Senior U.S. District Court Judge M. Christina Armijo’s ruling cancelled leases on approximately 20,000 acres in the Four Corners area of New Mexico, remanding the decision to the BLM “for further analysis and action.”
BLM had found “no significant impact” for the environment for the oil and gas leases approved in October 2015.
Five environmental groups, including WildEarth Guardians and Amigos Bravos, sued the BLM because it did not find sufficient cause under FONSI to require an environmental assessment (EA) or an environmental impact statement (EIS), a far more prolonged and detailed analysis, they alleged.
Delays and Fundraise
Bret Sumner, an oil and gas attorney for Beatty & Wozniak, told Western Wire in an extensive interview that the approach of challenging lease sales is not really new, but the scope has expanded dramatically as administrations have shifted politically.
“This trend started challenging lease sales even under the Obama administration in 2015 and 2016, and that started with discrete challenges on certain federal oil and gas lease sales, particularly in Wyoming, but now under the current administration is expanded to essentially every single BLM oil and gas lease sale being challenged in one form or another throughout the West,” Sumner said.
According to Sumner, the tactic is used to stall development in favor of applying pressure politically and, more specifically, as a fundraising campaign by the groups initiating the NEPA challenges.
Despite the pervasive attempt to halt oil and gas lease sales, Sumner said, the effort has mostly been a failure—for now.
“It has not been a very effective tactic in terms of stopping oil and gas leasing or stopping development of those leases. Traditionally, absent a court injunction, these leases remain in full force in effect pending this legal challenge,” Sumner said.
The court ordered a substantive remedy for violation of a procedural statute in cancelling the leases and forcing BLM to go back for more analysis, something Sumner said broadly shouldn’t happen.
“These leases are essentially property rights and the plaintiffs are bringing a challenge to a procedural statute and the legal precedent is, when you have a challenge of procedural statute, the remedy should simply be a procedural remedy… the only remedy should be that the BLM suspend the leases and engage in additional analysis” Sumner said.
Sumner said the establishing law’s intent is critical to understanding how a case should be adjudicated.
“It’s not called the National Environmental Protection Act, it’s called the National Environmental Policy Act, there is no requirement that they reach a substantive result.
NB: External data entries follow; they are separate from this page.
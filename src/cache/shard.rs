// Intrusive LRU ring for one shard of the striped store.
//
// Nodes live in an arena (a `Vec<Node>` indexed by integer handle) so the
// ring can be a doubly-linked list without fighting the borrow checker over
// owning cycles. Index 0 is a permanent sentinel: the node immediately
// after it (`sentinel.next`) is the most-recently-used entry, the node
// immediately before it (`sentinel.prev`) is the least-recently-used one.

use std::collections::HashMap;

use bytes::Bytes;
use parking_lot::Mutex;
use thiserror::Error;

use super::entry::Entry;

const SENTINEL: usize = 0;

#[derive(Debug, Error)]
pub enum CacheError {
    #[error("object of {size} bytes is too large for a shard budget of {max} bytes")]
    TooLarge { size: usize, max: usize },
}

struct Node {
    key: Bytes,
    value: Bytes,
    flags: u32,
    prev: usize,
    next: usize,
}

impl Node {
    fn sentinel() -> Self {
        Self {
            key: Bytes::new(),
            value: Bytes::new(),
            flags: 0,
            prev: SENTINEL,
            next: SENTINEL,
        }
    }
}

struct Inner {
    arena: Vec<Node>,
    free: Vec<usize>,
    index: HashMap<Bytes, usize>,
    mem: usize,
    max: usize,
}

impl Inner {
    fn unlink(&mut self, idx: usize) {
        let (prev, next) = (self.arena[idx].prev, self.arena[idx].next);
        self.arena[prev].next = next;
        self.arena[next].prev = prev;
    }

    fn link_after_head(&mut self, idx: usize) {
        let old_head_next = self.arena[SENTINEL].next;
        self.arena[idx].prev = SENTINEL;
        self.arena[idx].next = old_head_next;
        self.arena[old_head_next].prev = idx;
        self.arena[SENTINEL].next = idx;
    }

    fn touch(&mut self, idx: usize) {
        self.unlink(idx);
        self.link_after_head(idx);
    }

    fn alloc(&mut self, key: Bytes, value: Bytes, flags: u32) -> usize {
        let node = Node {
            key,
            value,
            flags,
            prev: SENTINEL,
            next: SENTINEL,
        };
        if let Some(idx) = self.free.pop() {
            self.arena[idx] = node;
            idx
        } else {
            self.arena.push(node);
            self.arena.len() - 1
        }
    }

    fn free(&mut self, idx: usize) {
        self.arena[idx].key = Bytes::new();
        self.arena[idx].value = Bytes::new();
        self.arena[idx].flags = 0;
        self.free.push(idx);
    }

    /// Evicts from the tail until `extra` more bytes fit. Callers updating
    /// an existing node must unlink it first so it can never be its own
    /// eviction candidate.
    fn evict_to_fit(&mut self, extra: usize) {
        while self.mem + extra > self.max {
            let tail = self.arena[SENTINEL].prev;
            if tail == SENTINEL {
                break;
            }
            let weight = self.arena[tail].key.len() + self.arena[tail].value.len();
            self.unlink(tail);
            self.index.remove(&self.arena[tail].key);
            self.free(tail);
            self.mem -= weight;
        }
    }
}

/// One shard of the striped store: its own lock, its own LRU ring.
pub struct Shard {
    inner: Mutex<Inner>,
}

impl Shard {
    pub fn new(max_bytes: usize) -> Self {
        Self {
            inner: Mutex::new(Inner {
                arena: vec![Node::sentinel()],
                free: Vec::new(),
                index: HashMap::new(),
                mem: 0,
                max: max_bytes,
            }),
        }
    }

    fn check_fits(&self, inner: &Inner, weight: usize) -> Result<(), CacheError> {
        if weight > inner.max {
            return Err(CacheError::TooLarge {
                size: weight,
                max: inner.max,
            });
        }
        Ok(())
    }

    /// Insert or overwrite. Returns `Err(TooLarge)` without modifying the
    /// shard if `|key|+|value|` exceeds the shard budget. `flags` is opaque
    /// metadata carried alongside the value for a later `get` to echo back;
    /// it is not charged against the shard's byte budget.
    pub fn put(&self, key: Bytes, value: Bytes, flags: u32) -> Result<(), CacheError> {
        let weight = key.len() + value.len();
        let mut inner = self.inner.lock();
        self.check_fits(&inner, weight)?;

        if let Some(&idx) = inner.index.get(&key) {
            let old_weight = inner.arena[idx].key.len() + inner.arena[idx].value.len();
            inner.unlink(idx);
            inner.mem -= old_weight;
            inner.evict_to_fit(weight);
            inner.arena[idx].value = value;
            inner.arena[idx].flags = flags;
            inner.mem += weight;
            inner.link_after_head(idx);
        } else {
            inner.evict_to_fit(weight);
            let idx = inner.alloc(key.clone(), value, flags);
            inner.index.insert(key, idx);
            inner.link_after_head(idx);
            inner.mem += weight;
        }
        Ok(())
    }

    /// Insert only if absent. Returns `false` (no-op) on a hit.
    pub fn put_if_absent(&self, key: Bytes, value: Bytes, flags: u32) -> Result<bool, CacheError> {
        let weight = key.len() + value.len();
        let mut inner = self.inner.lock();
        self.check_fits(&inner, weight)?;
        if inner.index.contains_key(&key) {
            return Ok(false);
        }
        inner.evict_to_fit(weight);
        let idx = inner.alloc(key.clone(), value, flags);
        inner.index.insert(key, idx);
        inner.link_after_head(idx);
        inner.mem += weight;
        Ok(true)
    }

    /// Overwrite only on a hit. Returns `false` if the key is absent.
    ///
    /// The node being updated is detached from the ring before eviction is
    /// computed, so it can never be evicted while its own update is in
    /// flight (it also can't be seen by eviction accidentally including a
    /// momentarily-zeroed size).
    pub fn set(&self, key: &[u8], value: Bytes, flags: u32) -> Result<bool, CacheError> {
        let new_weight = key.len() + value.len();
        let mut inner = self.inner.lock();
        self.check_fits(&inner, new_weight)?;
        let idx = match inner.index.get(key).copied() {
            Some(idx) => idx,
            None => return Ok(false),
        };
        let old_weight = inner.arena[idx].key.len() + inner.arena[idx].value.len();
        inner.unlink(idx);
        inner.mem -= old_weight;
        inner.evict_to_fit(new_weight);
        inner.arena[idx].value = value;
        inner.arena[idx].flags = flags;
        inner.mem += new_weight;
        inner.link_after_head(idx);
        Ok(true)
    }

    /// Returns the value and its stored flags, promoting the entry to MRU.
    pub fn get(&self, key: &[u8]) -> Option<(Bytes, u32)> {
        let mut inner = self.inner.lock();
        let idx = *inner.index.get(key)?;
        inner.touch(idx);
        Some((inner.arena[idx].value.clone(), inner.arena[idx].flags))
    }

    pub fn delete(&self, key: &[u8]) -> bool {
        let mut inner = self.inner.lock();
        let idx = match inner.index.remove(key) {
            Some(idx) => idx,
            None => return false,
        };
        let weight = inner.arena[idx].key.len() + inner.arena[idx].value.len();
        inner.unlink(idx);
        inner.free(idx);
        inner.mem -= weight;
        true
    }

    pub fn len(&self) -> usize {
        self.inner.lock().index.len()
    }

    pub fn is_empty(&self) -> bool {
        self.len() == 0
    }

    pub fn mem(&self) -> usize {
        self.inner.lock().mem
    }

    /// Snapshot of the key currently at the LRU tail, for tests.
    pub fn peek_lru_tail(&self) -> Option<Bytes> {
        let inner = self.inner.lock();
        let tail = inner.arena[SENTINEL].prev;
        if tail == SENTINEL {
            None
        } else {
            Some(inner.arena[tail].key.clone())
        }
    }

    pub fn to_entries(&self) -> Vec<Entry> {
        let inner = self.inner.lock();
        let mut out = Vec::with_capacity(inner.index.len());
        let mut cur = inner.arena[SENTINEL].next;
        while cur != SENTINEL {
            out.push(Entry::new(
                inner.arena[cur].key.clone(),
                inner.arena[cur].value.clone(),
                inner.arena[cur].flags,
            ));
            cur = inner.arena[cur].next;
        }
        out
    }
}

#[cfg(test)]
mod tests {
    use super::*;

    fn b(s: &str) -> Bytes {
        Bytes::copy_from_slice(s.as_bytes())
    }

    #[test]
    fn eviction_order_e1() {
        let shard = Shard::new(10);
        shard.put(b("a"), b("1"), 0).unwrap();
        shard.put(b("b"), b("2"), 0).unwrap();
        shard.put(b("c"), b("3"), 0).unwrap();
        shard.put(b("d"), b("4"), 0).unwrap();
        shard.put(b("e"), b("5"), 0).unwrap();
        assert_eq!(shard.mem(), 10);

        shard.put(b("f"), b("6"), 0).unwrap();
        assert!(shard.get(b"a").is_none());
        assert_eq!(shard.get(b"f"), Some((b("6"), 0)));
    }

    #[test]
    fn touch_on_get_promotes_e2() {
        let shard = Shard::new(10);
        for (k, v) in [("a", "1"), ("b", "2"), ("c", "3"), ("d", "4"), ("e", "5")] {
            shard.put(b(k), b(v), 0).unwrap();
        }
        assert_eq!(shard.get(b"a"), Some((b("1"), 0)));
        shard.put(b("f"), b("6"), 0).unwrap();
        assert!(shard.get(b"b").is_none());
        assert_eq!(shard.get(b"a"), Some((b("1"), 0)));
    }

    #[test]
    fn oversized_rejected_e3() {
        let shard = Shard::new(4);
        let err = shard.put(b("hello"), b("world"), 0).unwrap_err();
        assert!(matches!(err, CacheError::TooLarge { .. }));
        assert_eq!(shard.mem(), 0);
        assert!(shard.is_empty());
    }

    #[test]
    fn put_if_absent_is_noop_on_hit() {
        let shard = Shard::new(100);
        assert!(shard.put_if_absent(b("k"), b("v1"), 0).unwrap());
        assert!(!shard.put_if_absent(b("k"), b("v2"), 0).unwrap());
        assert_eq!(shard.get(b"k"), Some((b("v1"), 0)));
    }

    #[test]
    fn set_misses_on_absent_key() {
        let shard = Shard::new(100);
        assert!(!shard.set(b"missing", b("v"), 0).unwrap());
    }

    #[test]
    fn set_does_not_evict_the_entry_being_updated() {
        // Shard can hold exactly one 4-byte entry ("kk"+"vv"). Growing that
        // entry's value must never evict the entry itself.
        let shard = Shard::new(4);
        shard.put(b("kk"), b("vv"), 0).unwrap();
        assert!(shard.set(b"kk", b("vv"), 0).unwrap());
        assert_eq!(shard.get(b"kk"), Some((b("vv"), 0)));
    }

    #[test]
    fn set_stores_updated_flags() {
        let shard = Shard::new(100);
        shard.put(b("k"), b("v"), 1).unwrap();
        assert!(shard.set(b"k", b("v2"), 7).unwrap());
        assert_eq!(shard.get(b"k"), Some((b("v2"), 7)));
    }

    #[test]
    fn delete_hit_and_miss() {
        let shard = Shard::new(100);
        shard.put(b("k"), b("v"), 0).unwrap();
        assert!(shard.delete(b"k"));
        assert!(!shard.delete(b"k"));
        assert!(shard.get(b"k").is_none());
    }

    #[test]
    fn reuses_freed_arena_slots() {
        let shard = Shard::new(100);
        for i in 0..50 {
            let k = format!("k{i}");
            shard.put(b(&k), b("v"), 0).unwrap();
            shard.delete(k.as_bytes());
        }
        // Only the sentinel plus a handful of reused slots should exist.
        assert!(shard.is_empty());
    }
}
use super::context::{Context, Stack};

pub(crate) const DEFAULT_STACK_BYTES: usize = 256 * 1024;

/// One cooperatively-scheduled execution context: a register snapshot and
/// the stack it runs on, plus this engine's intrusive list membership.
pub(crate) struct Routine {
    pub(crate) ctx: Context,
    pub(crate) stack: Stack,
    pub(crate) entry: Option<Box<dyn FnOnce() + 'static>>,
    pub(crate) finished: bool,
}

impl Routine {
    pub(crate) fn new(stack_bytes: usize, entry: Box<dyn FnOnce() + 'static>) -> Self {
        Self {
            ctx: Context::default(),
            stack: Stack::new(stack_bytes.max(4096)),
            entry: Some(entry),
            finished: false,
        }
    }
}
They are only required to perform the analysis to inform agency decision making,” Sumner said.
Weaponizing NEPA
James Coleman, assistant professor of Law at Southern Methodist University’s Dedman School of Law, and an expert in energy and regulatory law, told Western Wire that the lower courts’ NEPA rulings have not found any support at the U.S. Supreme Court.
“The courts have always enforced it pretty aggressively and really insisted that agencies do more and more in terms of how they analyze in terms of how they analyze when they’re approving a project,” Coleman said.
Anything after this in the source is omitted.